Typography: Skilled level of typeface choice with spacing, impact and readability considerations.

U
UCR (under colour removal): Replacement of colour inks with black ink in shadow and neutral areas of a colour separation. Reduces "muddiness" due to excessive ink coverage.
Uncoated paper: Stocks with a non-smooth surface and high ink absorption.
Uppercase: The capital letters of a type font.

V
Van Dyke: Another name for a pre-press proof or dylux proof.
Varnish: A clear coating ink that gives a gloss or matte finish to printed pieces.
Vector graphics: Consist of lines and curves.
Vellum: Designates a strong, toothy paper finish.

W
Web-fed: Refers to presses that accept paper on rolls.
Weight: The variation of a letterform. Also refers to the weight of 500 sheets (a ream) of paper.
Widow: A single work left hanging at the end of a paragraph.
Word mark: Logo comprised of words only.
Wove paper: An uncoated paper that has a uniform surface.
Wrap-around: A book jacket cover with front, back and flap designs.

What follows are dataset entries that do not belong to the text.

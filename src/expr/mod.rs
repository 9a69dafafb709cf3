//! A small JEXL-style expression language used by `@Constraint`.
//!
//! Only parsing is provided: scripts are checked for syntax and rendered back
//! in a canonical form by [`Script::dump`].

mod ast;
mod lexer;
mod parser;

use thiserror::Error;

pub use ast::{BinaryOp, Expr, UnaryOp};

#[derive(Debug, Clone, PartialEq, Eq, Error)]
#[error("{message} at position {position}")]
pub struct SyntaxError {
    pub position: usize,
    pub message: String,
}

impl SyntaxError {
    fn new(position: usize, message: impl Into<String>) -> Self {
        Self {
            position,
            message: message.into(),
        }
    }
}

/// A parsed sequence of `;`-separated expressions.
#[derive(Debug, Clone, PartialEq)]
pub struct Script {
    statements: Vec<Expr>,
}

impl Script {
    /// # Errors
    /// Returns the first syntax error found in `source`.
    pub fn parse(source: &str) -> Result<Self, SyntaxError> {
        let tokens = lexer::tokenize(source)?;
        let statements = parser::Parser::new(tokens, source.len()).script()?;
        Ok(Self { statements })
    }

    #[must_use]
    pub fn statements(&self) -> &[Expr] {
        &self.statements
    }

    /// Canonical single-line rendering of the script.
    #[must_use]
    pub fn dump(&self) -> String {
        self.statements
            .iter()
            .map(ToString::to_string)
            .collect::<Vec<_>>()
            .join("; ")
    }
}

#[cfg(test)]
#[path = "mod_tests.rs"]
mod tests;
use std::path::PathBuf;

use thiserror::Error;

#[derive(Error, Debug)]
pub enum MetaCheckerError {
    #[error("Configuration error: {0}")]
    Config(String),

    #[error("Failed to read file: {path}")]
    FileRead {
        path: PathBuf,
        #[source]
        source: std::io::Error,
    },

    #[error("Malformed class file: {0}")]
    ClassFormat(String),

    #[error("Invalid pattern: {pattern}")]
    InvalidPattern {
        pattern: String,
        #[source]
        source: globset::Error,
    },

    #[error("Invalid regular expression: {0}")]
    Regex(#[from] regex::Error),

    #[error("IO error: {0}")]
    Io(#[from] std::io::Error),

    #[error("TOML parse error: {0}")]
    TomlParse(#[from] toml::de::Error),

    #[error("JSON serialization error: {0}")]
    JsonSerialize(#[from] serde_json::Error),

    #[error("Archive error: {0}")]
    Archive(#[from] zip::result::ZipError),

    /// Raised by a processor to stop the whole run immediately.
    #[error("Aborted: {0}")]
    Abort(String),
}

impl MetaCheckerError {
    /// Short category name used in error output.
    #[must_use]
    pub const fn error_type(&self) -> &'static str {
        match self {
            Self::Config(_) | Self::TomlParse(_) => "Config",
            Self::FileRead { .. } => "FileRead",
            Self::ClassFormat(_) => "ClassFormat",
            Self::InvalidPattern { .. } | Self::Regex(_) => "Pattern",
            Self::Io(_) => "IO",
            Self::JsonSerialize(_) => "JSON",
            Self::Archive(_) => "Archive",
            Self::Abort(_) => "Abort",
        }
    }

    /// Returns the underlying cause if there is one worth printing.
    #[must_use]
    pub fn detail(&self) -> Option<String> {
        match self {
            Self::FileRead { source, .. } => Some(source.to_string()),
            Self::InvalidPattern { source, .. } => Some(source.to_string()),
            _ => None,
        }
    }

    #[must_use]
    pub fn suggestion(&self) -> Option<&'static str> {
        match self {
            Self::Config(_) => Some("Check option values and the config file format"),
            Self::TomlParse(_) => Some("Check TOML syntax of the config file"),
            Self::FileRead { source, .. } | Self::Io(source) => match source.kind() {
                std::io::ErrorKind::NotFound => Some("Check that the file path exists"),
                std::io::ErrorKind::PermissionDenied => Some("Check file permissions"),
                _ => None,
            },
            Self::InvalidPattern { .. } | Self::Regex(_) => {
                Some("Check pattern syntax ('*' and '?' wildcards)")
            }
            _ => None,
        }
    }

    #[must_use]
    pub const fn is_abort(&self) -> bool {
        matches!(self, Self::Abort(_))
    }
}

pub type Result<T> = std::result::Result<T, MetaCheckerError>;

#[cfg(test)]
#[path = "error_tests.rs"]
mod tests;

Often referred to as a "dust-cover".
WYSIWYG: (pronounced "wizzywig") Generally means that what you see on your monitor is what you'll get when you print a hard copy.

X
X-height: The height of the body of lowercase letters, without the ascenders and descenders.

Z
ZIP disk: A "Zip" disk, not to be confused with a "zip file", is a high-capacity, removable disk with a 100-250 megabyte capacity.
ZIP file: A zip file is a normal file in compressed format. You can zip any number of files into one zip file. PKZIP, WINZIP, or STUFFIT can be used to compress and decompress these files.